| The problem |
Within the records, tally the lines that contain "blob" and reply with that number only.

| Exercise input |
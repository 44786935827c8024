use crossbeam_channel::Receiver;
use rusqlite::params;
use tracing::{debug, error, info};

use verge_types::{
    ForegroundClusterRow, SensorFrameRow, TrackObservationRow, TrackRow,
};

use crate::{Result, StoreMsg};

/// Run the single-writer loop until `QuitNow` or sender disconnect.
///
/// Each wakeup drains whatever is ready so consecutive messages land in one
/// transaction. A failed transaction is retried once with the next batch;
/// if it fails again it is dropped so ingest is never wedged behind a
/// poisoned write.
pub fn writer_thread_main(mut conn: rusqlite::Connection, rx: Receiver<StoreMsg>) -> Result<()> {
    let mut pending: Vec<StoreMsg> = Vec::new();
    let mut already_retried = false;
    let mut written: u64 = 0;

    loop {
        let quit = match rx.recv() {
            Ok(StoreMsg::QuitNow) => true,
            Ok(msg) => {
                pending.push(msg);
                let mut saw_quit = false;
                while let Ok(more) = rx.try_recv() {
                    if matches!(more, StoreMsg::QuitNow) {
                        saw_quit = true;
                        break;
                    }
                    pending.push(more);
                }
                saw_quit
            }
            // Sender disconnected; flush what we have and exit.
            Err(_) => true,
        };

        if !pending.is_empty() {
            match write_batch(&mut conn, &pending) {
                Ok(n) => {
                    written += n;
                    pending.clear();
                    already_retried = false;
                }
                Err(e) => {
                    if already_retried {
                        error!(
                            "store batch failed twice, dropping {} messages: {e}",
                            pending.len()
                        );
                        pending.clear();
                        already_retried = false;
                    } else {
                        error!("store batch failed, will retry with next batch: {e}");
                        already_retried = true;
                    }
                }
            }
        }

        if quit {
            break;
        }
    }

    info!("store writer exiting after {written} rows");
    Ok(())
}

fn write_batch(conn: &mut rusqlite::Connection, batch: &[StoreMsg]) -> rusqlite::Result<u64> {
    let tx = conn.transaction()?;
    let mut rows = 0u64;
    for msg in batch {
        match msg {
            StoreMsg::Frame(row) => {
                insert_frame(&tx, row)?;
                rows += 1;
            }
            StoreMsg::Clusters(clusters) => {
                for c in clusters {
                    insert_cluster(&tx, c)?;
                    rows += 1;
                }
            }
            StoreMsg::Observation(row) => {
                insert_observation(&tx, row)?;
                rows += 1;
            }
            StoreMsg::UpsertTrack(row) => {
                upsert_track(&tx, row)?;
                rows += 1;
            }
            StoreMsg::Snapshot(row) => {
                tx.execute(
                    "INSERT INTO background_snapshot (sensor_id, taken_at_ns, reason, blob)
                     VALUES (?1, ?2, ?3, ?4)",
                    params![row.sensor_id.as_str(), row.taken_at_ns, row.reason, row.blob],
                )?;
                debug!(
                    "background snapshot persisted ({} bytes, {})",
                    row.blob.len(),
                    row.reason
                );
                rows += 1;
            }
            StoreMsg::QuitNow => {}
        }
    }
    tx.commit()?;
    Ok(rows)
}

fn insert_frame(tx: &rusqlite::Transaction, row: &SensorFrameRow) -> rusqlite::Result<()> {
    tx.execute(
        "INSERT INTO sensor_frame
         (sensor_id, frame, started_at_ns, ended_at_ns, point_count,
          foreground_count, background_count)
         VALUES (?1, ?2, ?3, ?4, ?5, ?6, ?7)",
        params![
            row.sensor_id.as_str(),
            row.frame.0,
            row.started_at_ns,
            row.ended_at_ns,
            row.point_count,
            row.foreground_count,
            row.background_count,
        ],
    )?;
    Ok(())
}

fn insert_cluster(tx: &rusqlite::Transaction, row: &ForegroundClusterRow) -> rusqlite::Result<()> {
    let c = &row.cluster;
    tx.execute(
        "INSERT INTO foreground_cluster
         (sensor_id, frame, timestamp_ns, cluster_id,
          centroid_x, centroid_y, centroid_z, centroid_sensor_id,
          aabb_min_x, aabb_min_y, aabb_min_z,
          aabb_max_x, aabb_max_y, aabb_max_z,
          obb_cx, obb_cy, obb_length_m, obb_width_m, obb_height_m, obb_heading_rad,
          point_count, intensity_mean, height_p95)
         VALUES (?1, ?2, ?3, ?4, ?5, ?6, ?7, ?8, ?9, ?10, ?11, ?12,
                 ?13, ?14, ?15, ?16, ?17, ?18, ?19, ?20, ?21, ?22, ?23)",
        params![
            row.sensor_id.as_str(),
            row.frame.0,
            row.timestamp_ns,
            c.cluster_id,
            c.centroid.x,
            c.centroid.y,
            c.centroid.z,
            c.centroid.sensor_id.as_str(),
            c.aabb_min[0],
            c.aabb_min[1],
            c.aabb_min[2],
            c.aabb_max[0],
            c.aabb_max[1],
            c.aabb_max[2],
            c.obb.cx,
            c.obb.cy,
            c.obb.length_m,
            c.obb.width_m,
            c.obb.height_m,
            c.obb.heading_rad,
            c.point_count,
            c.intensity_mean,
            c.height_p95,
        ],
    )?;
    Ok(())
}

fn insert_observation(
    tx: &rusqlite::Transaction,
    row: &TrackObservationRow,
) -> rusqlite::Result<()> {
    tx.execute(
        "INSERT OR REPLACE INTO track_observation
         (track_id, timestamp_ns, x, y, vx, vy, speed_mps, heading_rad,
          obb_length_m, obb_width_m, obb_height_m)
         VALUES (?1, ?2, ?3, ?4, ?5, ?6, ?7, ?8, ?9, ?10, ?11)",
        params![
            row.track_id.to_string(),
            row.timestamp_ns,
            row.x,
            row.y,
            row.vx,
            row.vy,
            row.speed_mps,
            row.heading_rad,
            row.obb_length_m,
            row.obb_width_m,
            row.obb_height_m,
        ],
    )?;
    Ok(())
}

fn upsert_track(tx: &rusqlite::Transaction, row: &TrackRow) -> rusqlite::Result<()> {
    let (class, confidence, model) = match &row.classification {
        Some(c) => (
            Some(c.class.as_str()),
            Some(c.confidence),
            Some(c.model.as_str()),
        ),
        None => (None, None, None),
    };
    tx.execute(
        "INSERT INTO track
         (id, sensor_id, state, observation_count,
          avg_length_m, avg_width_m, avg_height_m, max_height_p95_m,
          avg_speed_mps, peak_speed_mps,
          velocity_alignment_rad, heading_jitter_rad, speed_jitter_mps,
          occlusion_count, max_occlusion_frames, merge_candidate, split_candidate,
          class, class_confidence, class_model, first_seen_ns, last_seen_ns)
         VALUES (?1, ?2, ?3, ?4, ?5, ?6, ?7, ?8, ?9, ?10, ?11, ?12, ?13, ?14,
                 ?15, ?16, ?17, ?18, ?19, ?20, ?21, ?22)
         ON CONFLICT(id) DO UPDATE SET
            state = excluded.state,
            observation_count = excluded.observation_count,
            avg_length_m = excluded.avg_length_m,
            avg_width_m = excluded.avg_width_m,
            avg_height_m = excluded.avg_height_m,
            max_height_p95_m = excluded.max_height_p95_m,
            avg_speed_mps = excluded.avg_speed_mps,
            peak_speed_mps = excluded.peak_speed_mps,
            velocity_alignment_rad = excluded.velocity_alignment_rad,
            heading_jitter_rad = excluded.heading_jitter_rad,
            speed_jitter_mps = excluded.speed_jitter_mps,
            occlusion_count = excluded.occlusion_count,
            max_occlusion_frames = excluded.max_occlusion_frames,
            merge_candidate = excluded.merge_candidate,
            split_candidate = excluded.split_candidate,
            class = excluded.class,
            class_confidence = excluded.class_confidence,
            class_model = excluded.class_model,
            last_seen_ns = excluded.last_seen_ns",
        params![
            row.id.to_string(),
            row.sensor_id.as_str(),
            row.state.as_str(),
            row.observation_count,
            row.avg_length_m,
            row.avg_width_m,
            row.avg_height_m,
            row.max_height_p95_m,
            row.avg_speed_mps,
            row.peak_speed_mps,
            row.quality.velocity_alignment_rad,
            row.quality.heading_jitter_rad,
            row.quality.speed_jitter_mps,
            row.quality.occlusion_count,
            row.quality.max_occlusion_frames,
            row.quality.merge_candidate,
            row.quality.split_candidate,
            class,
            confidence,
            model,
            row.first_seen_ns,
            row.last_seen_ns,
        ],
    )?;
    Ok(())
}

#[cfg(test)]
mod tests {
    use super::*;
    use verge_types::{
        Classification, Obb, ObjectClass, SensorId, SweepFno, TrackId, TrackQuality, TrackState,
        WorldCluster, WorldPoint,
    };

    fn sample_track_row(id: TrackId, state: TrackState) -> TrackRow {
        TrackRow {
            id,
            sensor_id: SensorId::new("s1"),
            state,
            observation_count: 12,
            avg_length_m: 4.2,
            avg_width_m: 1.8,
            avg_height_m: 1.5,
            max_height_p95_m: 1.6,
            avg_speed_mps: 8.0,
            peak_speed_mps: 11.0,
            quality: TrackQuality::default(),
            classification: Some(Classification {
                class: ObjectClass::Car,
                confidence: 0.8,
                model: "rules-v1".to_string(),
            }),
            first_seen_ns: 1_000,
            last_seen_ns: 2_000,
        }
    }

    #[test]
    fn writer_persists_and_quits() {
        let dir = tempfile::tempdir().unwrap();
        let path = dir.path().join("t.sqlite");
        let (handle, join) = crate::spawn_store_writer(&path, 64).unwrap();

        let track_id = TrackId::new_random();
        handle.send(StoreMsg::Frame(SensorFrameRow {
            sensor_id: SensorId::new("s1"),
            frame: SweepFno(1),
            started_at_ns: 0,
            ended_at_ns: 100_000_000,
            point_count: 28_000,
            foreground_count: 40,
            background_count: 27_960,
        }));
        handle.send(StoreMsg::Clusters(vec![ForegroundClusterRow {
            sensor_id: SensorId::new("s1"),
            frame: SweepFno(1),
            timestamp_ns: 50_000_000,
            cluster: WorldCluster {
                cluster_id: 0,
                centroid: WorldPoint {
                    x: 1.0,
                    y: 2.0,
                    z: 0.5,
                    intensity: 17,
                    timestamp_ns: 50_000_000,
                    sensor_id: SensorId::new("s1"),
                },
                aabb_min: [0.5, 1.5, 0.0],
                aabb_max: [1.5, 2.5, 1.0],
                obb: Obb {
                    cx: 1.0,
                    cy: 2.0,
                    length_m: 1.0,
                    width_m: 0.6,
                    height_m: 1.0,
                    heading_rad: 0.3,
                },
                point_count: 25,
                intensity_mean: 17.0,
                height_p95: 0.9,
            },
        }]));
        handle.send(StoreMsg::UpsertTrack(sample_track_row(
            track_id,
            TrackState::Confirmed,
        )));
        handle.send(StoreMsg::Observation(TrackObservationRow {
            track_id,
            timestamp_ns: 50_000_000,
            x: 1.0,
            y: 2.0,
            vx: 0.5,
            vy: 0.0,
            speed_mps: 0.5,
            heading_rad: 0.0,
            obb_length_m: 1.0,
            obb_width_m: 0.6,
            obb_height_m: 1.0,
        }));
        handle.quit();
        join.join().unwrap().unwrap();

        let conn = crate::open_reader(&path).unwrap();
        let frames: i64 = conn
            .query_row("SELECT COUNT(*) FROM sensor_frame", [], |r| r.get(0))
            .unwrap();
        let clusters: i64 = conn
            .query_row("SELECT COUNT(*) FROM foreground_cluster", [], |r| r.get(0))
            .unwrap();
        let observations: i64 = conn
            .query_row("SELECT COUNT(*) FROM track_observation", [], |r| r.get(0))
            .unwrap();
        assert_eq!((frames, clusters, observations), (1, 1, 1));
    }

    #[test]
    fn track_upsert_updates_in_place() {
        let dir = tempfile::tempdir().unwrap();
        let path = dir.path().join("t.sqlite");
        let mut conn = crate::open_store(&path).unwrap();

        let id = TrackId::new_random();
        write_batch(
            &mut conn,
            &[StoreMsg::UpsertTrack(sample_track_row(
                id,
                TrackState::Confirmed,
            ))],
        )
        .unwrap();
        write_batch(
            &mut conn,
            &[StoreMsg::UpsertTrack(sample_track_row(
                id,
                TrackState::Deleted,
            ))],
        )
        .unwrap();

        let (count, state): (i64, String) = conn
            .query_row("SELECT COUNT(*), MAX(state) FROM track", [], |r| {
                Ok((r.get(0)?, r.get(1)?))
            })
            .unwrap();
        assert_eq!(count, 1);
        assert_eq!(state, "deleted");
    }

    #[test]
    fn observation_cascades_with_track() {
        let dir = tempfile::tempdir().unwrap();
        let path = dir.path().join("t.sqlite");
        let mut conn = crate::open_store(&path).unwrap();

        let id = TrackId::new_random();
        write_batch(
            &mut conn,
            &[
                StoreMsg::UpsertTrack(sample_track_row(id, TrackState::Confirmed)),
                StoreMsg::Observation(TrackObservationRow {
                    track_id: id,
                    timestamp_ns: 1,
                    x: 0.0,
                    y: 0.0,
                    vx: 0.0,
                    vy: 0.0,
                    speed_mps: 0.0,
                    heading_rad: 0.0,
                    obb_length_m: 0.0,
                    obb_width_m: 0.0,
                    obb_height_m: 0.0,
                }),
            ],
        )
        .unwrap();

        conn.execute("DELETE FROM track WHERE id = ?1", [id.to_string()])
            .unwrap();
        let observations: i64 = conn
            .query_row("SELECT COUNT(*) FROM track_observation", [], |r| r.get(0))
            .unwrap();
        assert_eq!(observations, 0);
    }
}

| Written solution |
3